------ Provided material

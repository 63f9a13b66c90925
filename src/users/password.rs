use argon2::{
    password_hash::{PasswordHash, PasswordHasher, PasswordVerifier, SaltString},
    Argon2,
};
use rand::rngs::OsRng;
use serde::Deserialize;
use tracing::error;

/// How stored passwords are compared against login attempts.
#[derive(Debug, Clone, Copy, Default, PartialEq, Eq, Deserialize)]
#[serde(rename_all = "lowercase")]
pub enum CredentialScheme {
    /// Exact match on the stored plaintext.
    #[default]
    Plaintext,
    /// Stored value is an Argon2 PHC string.
    Argon2,
}

impl std::str::FromStr for CredentialScheme {
    type Err = anyhow::Error;

    fn from_str(s: &str) -> Result<Self, Self::Err> {
        match s.trim().to_ascii_lowercase().as_str() {
            "plaintext" | "plain" => Ok(Self::Plaintext),
            "argon2" => Ok(Self::Argon2),
            other => anyhow::bail!("unknown password scheme `{}`", other),
        }
    }
}

pub fn hash_password(plain: &str) -> anyhow::Result<String> {
    let salt = SaltString::generate(&mut OsRng);
    let hash = Argon2::default()
        .hash_password(plain.as_bytes(), &salt)
        .map_err(|e| {
            error!(error = %e, "argon2 hash_password error");
            anyhow::anyhow!(e.to_string())
        })?
        .to_string();
    Ok(hash)
}

pub fn verify_password(plain: &str, hash: &str) -> anyhow::Result<bool> {
    let parsed = PasswordHash::new(hash).map_err(|e| anyhow::anyhow!(e.to_string()))?;
    Ok(Argon2::default()
        .verify_password(plain.as_bytes(), &parsed)
        .is_ok())
}
mod dto;
pub mod handlers;
pub mod repo;
pub mod repo_types;

use crate::state::AppState;
use axum::Router;

pub fn router() -> Router<AppState> {
    handlers::review_routes()
}
use serde::{Deserialize, Deserializer, Serialize};
use serde_json::Value;

use crate::{errors::ApiError, store::ObjectId};

/// Body of `POST /reviews/nueva`. Presence is checked by [`CreateReviewRequest::validate`].
#[derive(Debug, Default, Deserialize)]
#[serde(rename_all = "camelCase")]
pub struct CreateReviewRequest {
    pub user_id: Option<String>,
    #[serde(default, deserialize_with = "string_or_number")]
    pub movie_id: Option<String>,
    pub review: Option<String>,
    pub rating: Option<f64>,
    pub favorite: Option<bool>,
}

/// A create request that passed presence checks.
#[derive(Debug, PartialEq)]
pub struct ValidCreate {
    pub user_id: String,
    pub movie_id: String,
    pub review: String,
    pub rating: f64,
    pub favorite: bool,
}

impl CreateReviewRequest {
    pub fn validate(self) -> Result<ValidCreate, ApiError> {
        let missing = || ApiError::BadRequest("Missing required fields to create the review".into());
        Ok(ValidCreate {
            user_id: self.user_id.filter(|s| !s.is_empty()).ok_or_else(missing)?,
            movie_id: self.movie_id.filter(|s| !s.is_empty()).ok_or_else(missing)?,
            review: self.review.filter(|s| !s.is_empty()).ok_or_else(missing)?,
            rating: self.rating.filter(|r| is_set(*r)).ok_or_else(missing)?,
            favorite: self.favorite.unwrap_or(false),
        })
    }
}

/// Body of `PUT /reviews/actualizar/:id`.
#[derive(Debug, Default, Deserialize)]
pub struct UpdateReviewRequest {
    pub review: Option<String>,
    pub rating: Option<f64>,
    pub favorite: Option<bool>,
}

#[derive(Debug, PartialEq)]
pub struct ValidUpdate {
    pub review: String,
    pub rating: f64,
    pub favorite: bool,
}

impl UpdateReviewRequest {
    pub fn validate(self) -> Result<ValidUpdate, ApiError> {
        let invalid = || ApiError::BadRequest("Please add a valid review".into());
        Ok(ValidUpdate {
            review: self.review.filter(|s| !s.trim().is_empty()).ok_or_else(invalid)?,
            rating: self.rating.filter(|r| is_set(*r)).ok_or_else(invalid)?,
            favorite: self.favorite.ok_or_else(invalid)?,
        })
    }
}

// zero and NaN count as "no rating given"
fn is_set(rating: f64) -> bool {
    rating != 0.0 && !rating.is_nan()
}

/// Catalog ids arrive as numbers from some clients; they are kept as strings.
fn string_or_number<'de, D: Deserializer<'de>>(d: D) -> Result<Option<String>, D::Error> {
    Ok(match Option::<Value>::deserialize(d)? {
        Some(Value::String(s)) => Some(s),
        Some(Value::Number(n)) => Some(n.to_string()),
        Some(Value::Null) | None => None,
        Some(other) => {
            return Err(serde::de::Error::custom(format!(
                "movieId must be a string or number, got {other}"
            )))
        }
    })
}

#[derive(Debug, Serialize)]
pub struct CreatedReviewResponse {
    pub id: ObjectId,
}

#[derive(Debug, Clone, Copy, PartialEq, Eq, Serialize)]
#[serde(rename_all = "lowercase")]
pub enum Outcome {
    Ok,
    Ko,
}

/// `{resultado: "ok" | "ko"}` for update and delete.
#[derive(Debug, Serialize)]
pub struct OutcomeResponse {
    #[serde(rename = "resultado")]
    pub outcome: Outcome,
}

impl OutcomeResponse {
    pub fn from_count(count: u64) -> Self {
        Self {
            outcome: if count > 0 { Outcome::Ok } else { Outcome::Ko },
        }
    }
}
use axum::{
    extract::rejection::JsonRejection,
    http::StatusCode,
    response::{IntoResponse, Response},
    Json,
};
use serde::Serialize;
use serde_json::Value;
use thiserror::Error;

use crate::store::InvalidObjectId;

pub type BoxError = Box<dyn std::error::Error + Send + Sync + 'static>;

/// Failure kinds of the data-access layer.
///
/// "Nothing found" is never an error here: lookups return `None` and
/// update/delete report a zero count.
#[derive(Debug, Error)]
pub enum RepoError {
    #[error("invalid identifier: {0}")]
    Validation(String),

    #[error("data store unreachable")]
    Connection(#[source] BoxError),

    #[error("data store operation failed")]
    Store(#[source] BoxError),
}

impl RepoError {
    pub fn connection(e: impl Into<BoxError>) -> Self {
        Self::Connection(e.into())
    }

    pub fn store(e: impl Into<BoxError>) -> Self {
        Self::Store(e.into())
    }

    fn cause(&self) -> Option<String> {
        std::error::Error::source(self).map(|e| e.to_string())
    }
}

impl From<InvalidObjectId> for RepoError {
    fn from(e: InvalidObjectId) -> Self {
        Self::Validation(e.0)
    }
}

/// Wire shape of every error response: `{error, details?}`.
#[derive(Debug, Serialize)]
pub struct ErrorBody {
    pub error: String,
    #[serde(skip_serializing_if = "Option::is_none")]
    pub details: Option<Value>,
}

#[derive(Debug, Error)]
pub enum ApiError {
    #[error(transparent)]
    Repo(#[from] RepoError),

    #[error("{0}")]
    BadRequest(String),

    #[error("{0}")]
    Unauthorized(String),

    #[error("{0}")]
    NotFound(String),

    #[error("{0}")]
    Upstream(String),
}

impl From<JsonRejection> for ApiError {
    fn from(rejection: JsonRejection) -> Self {
        ApiError::BadRequest(rejection.body_text())
    }
}

impl ApiError {
    fn status(&self) -> StatusCode {
        match self {
            ApiError::Repo(RepoError::Validation(_)) | ApiError::BadRequest(_) => {
                StatusCode::BAD_REQUEST
            }
            ApiError::Repo(RepoError::Connection(_)) => StatusCode::SERVICE_UNAVAILABLE,
            ApiError::Repo(RepoError::Store(_)) | ApiError::Upstream(_) => {
                StatusCode::INTERNAL_SERVER_ERROR
            }
            ApiError::Unauthorized(_) => StatusCode::UNAUTHORIZED,
            ApiError::NotFound(_) => StatusCode::NOT_FOUND,
        }
    }

    pub fn body(&self) -> ErrorBody {
        match self {
            ApiError::Repo(RepoError::Validation(id)) => ErrorBody {
                error: self.to_string(),
                details: Some(Value::String(id.clone())),
            },
            ApiError::Repo(e) => ErrorBody {
                error: e.to_string(),
                details: e.cause().map(Value::String),
            },
            other => ErrorBody {
                error: other.to_string(),
                details: None,
            },
        }
    }
}

impl IntoResponse for ApiError {
    fn into_response(self) -> Response {
        let status = self.status();
        let body = self.body();
        if status.is_server_error() {
            tracing::error!(%status, error = %body.error, details = ?body.details, "request failed");
        }
        (status, Json(body)).into_response()
    }
}
use tracing::warn;

use crate::{
    errors::RepoError,
    store::ConnectionProvider,
    users::{
        password::{verify_password, CredentialScheme},
        repo_types::User,
    },
};

impl User {
    /// Find the user owning this credential pair.
    ///
    /// With [`CredentialScheme::Plaintext`] both fields must match the stored
    /// document exactly. With [`CredentialScheme::Argon2`] every user with that
    /// username is tried in store order and the first whose stored hash
    /// verifies wins.
    pub async fn find(
        store: &dyn ConnectionProvider,
        scheme: CredentialScheme,
        username: &str,
        password: &str,
    ) -> Result<Option<User>, RepoError> {
        let mut conn = store.connect().await?;
        let found = match scheme {
            CredentialScheme::Plaintext => conn.find_user_by_credentials(username, password).await,
            CredentialScheme::Argon2 => conn
                .find_users_by_username(username)
                .await
                .map(|candidates| first_verified(candidates, password)),
        };
        conn.close().await;
        found
    }
}

fn first_verified(candidates: Vec<User>, password: &str) -> Option<User> {
    candidates
        .into_iter()
        .find(|user| match verify_password(password, &user.password) {
            Ok(ok) => ok,
            Err(e) => {
                warn!(error = %e, user_id = %user.id, "stored password is not a valid hash");
                false
            }
        })
}
use axum::{
    extract::{Path, Query, State},
    routing::get,
    Json, Router,
};
use serde::Deserialize;
use serde_json::Value;
use tracing::{error, instrument};

use crate::{errors::ApiError, state::AppState};

#[derive(Debug, Deserialize)]
pub struct PageQuery {
    #[serde(default = "first_page")]
    pub page: u32,
}
fn first_page() -> u32 {
    1
}

pub fn catalog_routes() -> Router<AppState> {
    Router::new()
        .route("/api/genres", get(genres))
        .route("/api/popular_movies", get(popular_movies))
        .route("/api/now_playing_movies", get(now_playing_movies))
        .route("/api/movie/:id", get(movie))
        .route("/api/movie/:id/recommendations", get(recommendations))
}

fn upstream(message: &'static str) -> impl FnOnce(anyhow::Error) -> ApiError {
    move |e| {
        error!(error = ?e, "{message}");
        ApiError::Upstream(message.into())
    }
}

#[instrument(skip(state))]
pub async fn genres(State(state): State<AppState>) -> Result<Json<Value>, ApiError> {
    let body = state
        .catalog
        .genres()
        .await
        .map_err(upstream("Error fetching genres from TMDb"))?;
    Ok(Json(body))
}

#[instrument(skip(state))]
pub async fn popular_movies(State(state): State<AppState>) -> Result<Json<Value>, ApiError> {
    let body = state
        .catalog
        .popular()
        .await
        .map_err(upstream("Error fetching popular movies from TMDb"))?;
    Ok(Json(body))
}

#[instrument(skip(state))]
pub async fn now_playing_movies(
    State(state): State<AppState>,
    Query(q): Query<PageQuery>,
) -> Result<Json<Value>, ApiError> {
    let body = state
        .catalog
        .now_playing(q.page)
        .await
        .map_err(upstream("Error fetching now playing movies from TMDb"))?;
    Ok(Json(body))
}

#[instrument(skip(state))]
pub async fn movie(
    State(state): State<AppState>,
    Path(id): Path<String>,
) -> Result<Json<Value>, ApiError> {
    let body = state
        .catalog
        .movie(&id)
        .await
        .map_err(upstream("Error fetching movie details"))?;
    Ok(Json(body))
}

#[instrument(skip(state))]
pub async fn recommendations(
    State(state): State<AppState>,
    Path(id): Path<String>,
) -> Result<Json<Value>, ApiError> {
    let body = state
        .catalog
        .recommendations(&id)
        .await
        .map_err(upstream("Error fetching recommendations"))?;
    Ok(Json(body))
}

------------

Task brief
All that belongs in the answer is the lines from the start of the entries above through the line containing "pub mod repo;", each given exactly.

Output for this task
repository 63f9a13b66c90925
filename src/users/password.rs
use argon2::{
    password_hash::{PasswordHash, PasswordHasher, PasswordVerifier, SaltString},
    Argon2,
};
use rand::rngs::OsRng;
use serde::Deserialize;
use tracing::error;

/// How stored passwords are compared against login attempts.
#[derive(Debug, Clone, Copy, Default, PartialEq, Eq, Deserialize)]
#[serde(rename_all = "lowercase")]
pub enum CredentialScheme {
    /// Exact match on the stored plaintext.
    #[default]
    Plaintext,
    /// Stored value is an Argon2 PHC string.
    Argon2,
}

impl std::str::FromStr for CredentialScheme {
    type Err = anyhow::Error;

    fn from_str(s: &str) -> Result<Self, Self::Err> {
        match s.trim().to_ascii_lowercase().as_str() {
            "plaintext" | "plain" => Ok(Self::Plaintext),
            "argon2" => Ok(Self::Argon2),
            other => anyhow::bail!("unknown password scheme `{}`", other),
        }
    }
}

pub fn hash_password(plain: &str) -> anyhow::Result<String> {
    let salt = SaltString::generate(&mut OsRng);
    let hash = Argon2::default()
        .hash_password(plain.as_bytes(), &salt)
        .map_err(|e| {
            error!(error = %e, "argon2 hash_password error");
            anyhow::anyhow!(e.to_string())
        })?
        .to_string();
    Ok(hash)
}

pub fn verify_password(plain: &str, hash: &str) -> anyhow::Result<bool> {
    let parsed = PasswordHash::new(hash).map_err(|e| anyhow::anyhow!(e.to_string()))?;
    Ok(Argon2::default()
        .verify_password(plain.as_bytes(), &parsed)
        .is_ok())
}
mod dto;
pub mod handlers;
pub mod repo;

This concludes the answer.